━━━ Exercise material
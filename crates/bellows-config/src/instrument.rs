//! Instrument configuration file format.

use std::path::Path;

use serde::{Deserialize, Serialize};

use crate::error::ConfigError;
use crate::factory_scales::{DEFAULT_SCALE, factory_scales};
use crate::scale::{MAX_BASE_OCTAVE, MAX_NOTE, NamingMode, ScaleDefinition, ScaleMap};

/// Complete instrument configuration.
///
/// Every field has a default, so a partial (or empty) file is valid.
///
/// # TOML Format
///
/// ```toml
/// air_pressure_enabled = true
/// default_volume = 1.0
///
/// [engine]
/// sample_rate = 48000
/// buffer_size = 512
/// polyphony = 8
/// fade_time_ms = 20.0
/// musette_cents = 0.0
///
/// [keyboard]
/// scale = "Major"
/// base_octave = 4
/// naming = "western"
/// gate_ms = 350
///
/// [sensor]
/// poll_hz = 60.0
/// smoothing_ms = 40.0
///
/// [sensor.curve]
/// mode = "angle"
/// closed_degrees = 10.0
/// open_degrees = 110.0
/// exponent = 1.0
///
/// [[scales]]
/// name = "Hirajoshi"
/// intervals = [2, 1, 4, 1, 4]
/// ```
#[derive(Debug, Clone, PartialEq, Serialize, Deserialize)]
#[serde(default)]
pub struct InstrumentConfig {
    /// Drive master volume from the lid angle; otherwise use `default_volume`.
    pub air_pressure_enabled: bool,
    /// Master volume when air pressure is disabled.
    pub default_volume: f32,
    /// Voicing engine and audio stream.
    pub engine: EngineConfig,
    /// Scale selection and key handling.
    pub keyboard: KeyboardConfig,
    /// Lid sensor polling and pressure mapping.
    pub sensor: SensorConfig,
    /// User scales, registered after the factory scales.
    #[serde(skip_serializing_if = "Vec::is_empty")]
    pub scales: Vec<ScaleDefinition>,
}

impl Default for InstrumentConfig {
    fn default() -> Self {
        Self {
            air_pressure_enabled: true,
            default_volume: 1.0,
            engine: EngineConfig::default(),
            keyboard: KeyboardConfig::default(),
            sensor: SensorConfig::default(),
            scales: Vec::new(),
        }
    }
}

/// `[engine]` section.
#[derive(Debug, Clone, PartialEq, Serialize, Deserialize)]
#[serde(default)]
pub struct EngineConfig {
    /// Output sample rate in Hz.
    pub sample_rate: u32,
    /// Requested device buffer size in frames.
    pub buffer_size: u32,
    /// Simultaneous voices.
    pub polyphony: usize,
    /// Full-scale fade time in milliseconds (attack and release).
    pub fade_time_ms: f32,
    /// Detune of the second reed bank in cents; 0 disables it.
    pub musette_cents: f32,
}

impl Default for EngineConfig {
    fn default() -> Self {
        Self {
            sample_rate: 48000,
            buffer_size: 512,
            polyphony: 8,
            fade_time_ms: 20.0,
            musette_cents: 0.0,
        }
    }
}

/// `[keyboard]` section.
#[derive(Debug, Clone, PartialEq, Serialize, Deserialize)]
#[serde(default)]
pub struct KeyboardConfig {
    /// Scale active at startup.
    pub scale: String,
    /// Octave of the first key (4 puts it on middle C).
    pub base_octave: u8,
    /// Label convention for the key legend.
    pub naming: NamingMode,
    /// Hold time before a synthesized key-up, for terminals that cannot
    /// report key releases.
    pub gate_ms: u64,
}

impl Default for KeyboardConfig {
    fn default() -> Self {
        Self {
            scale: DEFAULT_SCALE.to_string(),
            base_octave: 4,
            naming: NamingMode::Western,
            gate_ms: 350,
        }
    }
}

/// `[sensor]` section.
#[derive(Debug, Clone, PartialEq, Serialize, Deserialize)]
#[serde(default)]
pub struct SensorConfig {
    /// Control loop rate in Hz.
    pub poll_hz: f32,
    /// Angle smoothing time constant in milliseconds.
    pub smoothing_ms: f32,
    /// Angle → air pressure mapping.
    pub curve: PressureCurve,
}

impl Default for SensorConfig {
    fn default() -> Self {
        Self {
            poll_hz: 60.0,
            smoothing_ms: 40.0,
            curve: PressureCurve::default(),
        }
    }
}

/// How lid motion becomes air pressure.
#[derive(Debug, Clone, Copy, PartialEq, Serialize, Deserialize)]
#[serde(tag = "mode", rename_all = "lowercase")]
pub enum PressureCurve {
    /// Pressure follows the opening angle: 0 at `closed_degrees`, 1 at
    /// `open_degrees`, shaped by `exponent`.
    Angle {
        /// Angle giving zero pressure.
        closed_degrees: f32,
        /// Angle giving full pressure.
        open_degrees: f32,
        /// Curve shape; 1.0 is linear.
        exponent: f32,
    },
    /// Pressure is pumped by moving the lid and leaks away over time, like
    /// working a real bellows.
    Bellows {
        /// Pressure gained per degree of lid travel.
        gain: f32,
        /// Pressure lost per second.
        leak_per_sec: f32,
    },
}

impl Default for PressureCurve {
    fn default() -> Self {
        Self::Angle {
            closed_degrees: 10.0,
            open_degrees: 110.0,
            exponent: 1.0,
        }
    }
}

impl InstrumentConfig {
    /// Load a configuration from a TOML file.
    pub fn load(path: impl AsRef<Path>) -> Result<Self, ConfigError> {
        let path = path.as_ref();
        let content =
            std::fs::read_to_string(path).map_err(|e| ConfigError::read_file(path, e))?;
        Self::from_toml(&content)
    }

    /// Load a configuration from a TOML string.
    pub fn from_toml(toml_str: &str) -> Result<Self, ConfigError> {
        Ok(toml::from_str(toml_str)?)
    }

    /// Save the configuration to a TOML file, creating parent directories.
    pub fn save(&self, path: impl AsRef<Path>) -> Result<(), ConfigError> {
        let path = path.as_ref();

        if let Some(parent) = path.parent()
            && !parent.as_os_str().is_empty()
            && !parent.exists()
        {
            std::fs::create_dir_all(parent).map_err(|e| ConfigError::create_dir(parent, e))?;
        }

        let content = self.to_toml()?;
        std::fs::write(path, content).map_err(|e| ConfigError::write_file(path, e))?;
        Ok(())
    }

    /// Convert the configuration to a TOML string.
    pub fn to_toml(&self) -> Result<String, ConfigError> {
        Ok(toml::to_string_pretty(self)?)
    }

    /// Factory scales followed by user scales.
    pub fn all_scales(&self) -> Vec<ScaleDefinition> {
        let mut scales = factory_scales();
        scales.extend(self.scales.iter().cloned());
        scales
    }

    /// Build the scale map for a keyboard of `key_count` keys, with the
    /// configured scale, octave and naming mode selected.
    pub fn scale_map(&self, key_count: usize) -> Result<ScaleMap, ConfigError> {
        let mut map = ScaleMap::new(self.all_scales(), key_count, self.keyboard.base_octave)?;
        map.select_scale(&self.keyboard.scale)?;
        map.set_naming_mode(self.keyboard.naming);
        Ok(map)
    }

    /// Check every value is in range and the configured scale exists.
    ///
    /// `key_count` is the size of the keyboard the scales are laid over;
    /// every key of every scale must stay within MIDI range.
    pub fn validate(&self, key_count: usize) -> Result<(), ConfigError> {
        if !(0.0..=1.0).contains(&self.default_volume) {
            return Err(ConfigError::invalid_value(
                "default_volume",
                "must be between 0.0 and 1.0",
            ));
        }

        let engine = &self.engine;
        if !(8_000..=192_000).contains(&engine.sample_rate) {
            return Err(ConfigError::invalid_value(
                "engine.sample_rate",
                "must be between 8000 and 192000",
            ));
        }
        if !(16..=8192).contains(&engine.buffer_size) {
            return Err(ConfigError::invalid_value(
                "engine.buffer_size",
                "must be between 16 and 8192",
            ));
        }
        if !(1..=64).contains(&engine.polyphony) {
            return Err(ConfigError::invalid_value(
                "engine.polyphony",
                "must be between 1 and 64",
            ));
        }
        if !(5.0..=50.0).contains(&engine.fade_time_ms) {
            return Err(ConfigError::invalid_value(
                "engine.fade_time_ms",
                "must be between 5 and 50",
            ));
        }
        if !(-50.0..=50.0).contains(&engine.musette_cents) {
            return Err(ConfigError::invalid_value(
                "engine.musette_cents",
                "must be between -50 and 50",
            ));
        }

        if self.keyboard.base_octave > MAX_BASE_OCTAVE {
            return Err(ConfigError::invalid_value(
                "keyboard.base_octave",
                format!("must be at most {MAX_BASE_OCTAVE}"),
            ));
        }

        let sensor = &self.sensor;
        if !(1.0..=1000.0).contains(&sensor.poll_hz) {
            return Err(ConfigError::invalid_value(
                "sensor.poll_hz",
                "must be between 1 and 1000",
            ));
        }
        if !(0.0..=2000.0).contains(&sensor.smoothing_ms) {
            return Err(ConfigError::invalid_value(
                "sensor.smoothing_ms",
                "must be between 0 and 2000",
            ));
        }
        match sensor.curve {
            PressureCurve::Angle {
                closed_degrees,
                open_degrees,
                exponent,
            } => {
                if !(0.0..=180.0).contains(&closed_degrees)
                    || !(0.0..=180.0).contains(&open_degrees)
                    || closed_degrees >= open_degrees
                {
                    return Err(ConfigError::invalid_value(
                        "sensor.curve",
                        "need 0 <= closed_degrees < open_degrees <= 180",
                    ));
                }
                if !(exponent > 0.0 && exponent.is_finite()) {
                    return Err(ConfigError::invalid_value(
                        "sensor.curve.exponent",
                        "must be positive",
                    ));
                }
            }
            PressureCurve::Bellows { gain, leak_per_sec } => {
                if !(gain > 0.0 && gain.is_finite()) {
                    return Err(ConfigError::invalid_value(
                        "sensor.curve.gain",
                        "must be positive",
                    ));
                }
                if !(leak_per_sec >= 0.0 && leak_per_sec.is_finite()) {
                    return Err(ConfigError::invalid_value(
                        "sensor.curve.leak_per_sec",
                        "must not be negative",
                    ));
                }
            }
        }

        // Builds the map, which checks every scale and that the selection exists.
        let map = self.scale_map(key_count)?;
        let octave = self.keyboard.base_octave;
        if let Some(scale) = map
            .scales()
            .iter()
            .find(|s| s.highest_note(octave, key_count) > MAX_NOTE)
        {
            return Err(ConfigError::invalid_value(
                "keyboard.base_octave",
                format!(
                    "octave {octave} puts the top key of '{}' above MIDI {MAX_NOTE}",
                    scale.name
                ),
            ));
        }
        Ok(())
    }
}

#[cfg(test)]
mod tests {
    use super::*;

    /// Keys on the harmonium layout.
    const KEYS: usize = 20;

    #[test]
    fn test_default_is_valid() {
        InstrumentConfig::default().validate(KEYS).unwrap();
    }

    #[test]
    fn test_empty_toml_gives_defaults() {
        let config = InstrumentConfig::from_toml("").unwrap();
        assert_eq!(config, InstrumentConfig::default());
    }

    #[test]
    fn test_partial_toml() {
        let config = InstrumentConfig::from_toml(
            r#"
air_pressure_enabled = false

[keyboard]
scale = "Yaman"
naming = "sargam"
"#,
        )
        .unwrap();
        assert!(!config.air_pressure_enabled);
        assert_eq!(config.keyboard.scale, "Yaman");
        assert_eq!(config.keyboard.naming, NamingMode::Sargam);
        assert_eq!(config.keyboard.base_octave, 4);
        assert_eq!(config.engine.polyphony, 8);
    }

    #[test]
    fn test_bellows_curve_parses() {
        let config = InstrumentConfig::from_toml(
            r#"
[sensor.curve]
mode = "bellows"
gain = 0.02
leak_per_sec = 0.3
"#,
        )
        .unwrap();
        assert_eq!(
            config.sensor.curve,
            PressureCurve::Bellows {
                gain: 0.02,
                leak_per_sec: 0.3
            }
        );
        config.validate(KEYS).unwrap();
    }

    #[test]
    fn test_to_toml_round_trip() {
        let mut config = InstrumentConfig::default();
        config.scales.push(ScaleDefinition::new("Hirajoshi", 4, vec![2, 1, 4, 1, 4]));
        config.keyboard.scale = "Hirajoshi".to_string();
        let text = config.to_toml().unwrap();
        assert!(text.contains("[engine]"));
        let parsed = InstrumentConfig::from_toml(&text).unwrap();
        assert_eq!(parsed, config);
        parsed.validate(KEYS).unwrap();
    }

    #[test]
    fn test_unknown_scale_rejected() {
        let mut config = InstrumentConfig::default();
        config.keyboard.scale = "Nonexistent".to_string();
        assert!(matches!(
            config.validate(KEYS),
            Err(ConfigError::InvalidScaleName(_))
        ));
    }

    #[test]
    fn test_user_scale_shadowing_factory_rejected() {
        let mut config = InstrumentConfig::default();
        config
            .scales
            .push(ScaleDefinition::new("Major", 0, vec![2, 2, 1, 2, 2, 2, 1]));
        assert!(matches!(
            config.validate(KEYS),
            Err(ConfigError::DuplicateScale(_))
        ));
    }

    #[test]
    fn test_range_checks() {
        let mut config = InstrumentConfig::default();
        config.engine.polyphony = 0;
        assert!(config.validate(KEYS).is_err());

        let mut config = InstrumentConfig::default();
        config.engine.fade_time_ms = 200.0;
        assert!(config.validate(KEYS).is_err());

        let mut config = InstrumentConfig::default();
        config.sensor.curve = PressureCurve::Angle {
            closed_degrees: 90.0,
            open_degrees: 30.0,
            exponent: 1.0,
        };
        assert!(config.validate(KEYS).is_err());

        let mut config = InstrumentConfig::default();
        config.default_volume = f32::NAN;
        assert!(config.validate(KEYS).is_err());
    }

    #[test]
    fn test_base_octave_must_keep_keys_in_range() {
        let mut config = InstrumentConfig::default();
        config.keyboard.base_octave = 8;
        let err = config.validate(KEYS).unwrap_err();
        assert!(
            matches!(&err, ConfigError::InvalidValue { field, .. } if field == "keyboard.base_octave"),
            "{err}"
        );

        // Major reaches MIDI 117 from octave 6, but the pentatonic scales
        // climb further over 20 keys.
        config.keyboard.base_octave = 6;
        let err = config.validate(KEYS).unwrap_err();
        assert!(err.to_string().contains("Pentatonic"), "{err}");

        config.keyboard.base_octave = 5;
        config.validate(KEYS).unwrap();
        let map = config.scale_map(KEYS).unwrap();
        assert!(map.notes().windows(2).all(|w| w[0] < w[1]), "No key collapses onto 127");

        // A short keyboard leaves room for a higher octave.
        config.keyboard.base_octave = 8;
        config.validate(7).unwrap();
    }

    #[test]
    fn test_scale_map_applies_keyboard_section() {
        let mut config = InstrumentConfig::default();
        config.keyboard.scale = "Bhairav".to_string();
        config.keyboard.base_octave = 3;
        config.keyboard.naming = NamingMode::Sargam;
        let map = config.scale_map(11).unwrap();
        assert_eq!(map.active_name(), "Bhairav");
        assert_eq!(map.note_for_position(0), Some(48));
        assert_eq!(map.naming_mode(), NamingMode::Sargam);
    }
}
━━━━━━
━━━ Exercise material
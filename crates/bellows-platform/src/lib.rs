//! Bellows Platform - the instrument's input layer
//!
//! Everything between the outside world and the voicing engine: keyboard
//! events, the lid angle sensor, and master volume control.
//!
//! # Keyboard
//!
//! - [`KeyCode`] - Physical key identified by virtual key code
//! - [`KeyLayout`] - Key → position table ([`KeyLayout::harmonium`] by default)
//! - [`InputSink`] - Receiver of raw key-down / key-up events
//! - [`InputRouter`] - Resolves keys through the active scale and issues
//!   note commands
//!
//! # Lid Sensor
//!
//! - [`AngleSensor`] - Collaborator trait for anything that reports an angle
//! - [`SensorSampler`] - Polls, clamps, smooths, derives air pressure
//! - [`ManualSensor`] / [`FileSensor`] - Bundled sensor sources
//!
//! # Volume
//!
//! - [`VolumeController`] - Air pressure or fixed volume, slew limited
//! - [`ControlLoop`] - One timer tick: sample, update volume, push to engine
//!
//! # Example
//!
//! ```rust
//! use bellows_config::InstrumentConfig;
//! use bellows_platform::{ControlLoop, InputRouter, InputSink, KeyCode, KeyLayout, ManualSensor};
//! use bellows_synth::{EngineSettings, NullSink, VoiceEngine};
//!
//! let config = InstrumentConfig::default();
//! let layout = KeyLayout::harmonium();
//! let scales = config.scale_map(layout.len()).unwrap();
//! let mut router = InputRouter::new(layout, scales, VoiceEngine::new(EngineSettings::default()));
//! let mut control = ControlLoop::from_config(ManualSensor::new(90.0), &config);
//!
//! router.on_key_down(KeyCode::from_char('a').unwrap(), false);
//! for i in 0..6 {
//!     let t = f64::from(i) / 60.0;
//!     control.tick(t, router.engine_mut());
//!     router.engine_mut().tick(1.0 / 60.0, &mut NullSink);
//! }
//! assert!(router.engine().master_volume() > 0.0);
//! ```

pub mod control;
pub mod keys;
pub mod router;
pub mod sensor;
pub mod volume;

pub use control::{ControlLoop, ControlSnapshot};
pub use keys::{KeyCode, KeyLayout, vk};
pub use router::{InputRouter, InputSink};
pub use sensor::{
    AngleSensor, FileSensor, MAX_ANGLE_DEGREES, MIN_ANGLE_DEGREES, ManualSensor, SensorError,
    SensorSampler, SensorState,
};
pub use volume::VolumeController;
━━━━━━
• **Exercise details**:
In the records above, find each line holding "false" and copy it.

• **Reply to the task**:
air_pressure_enabled = false
//! router.on_key_down(KeyCode::from_char('a').unwrap(), false);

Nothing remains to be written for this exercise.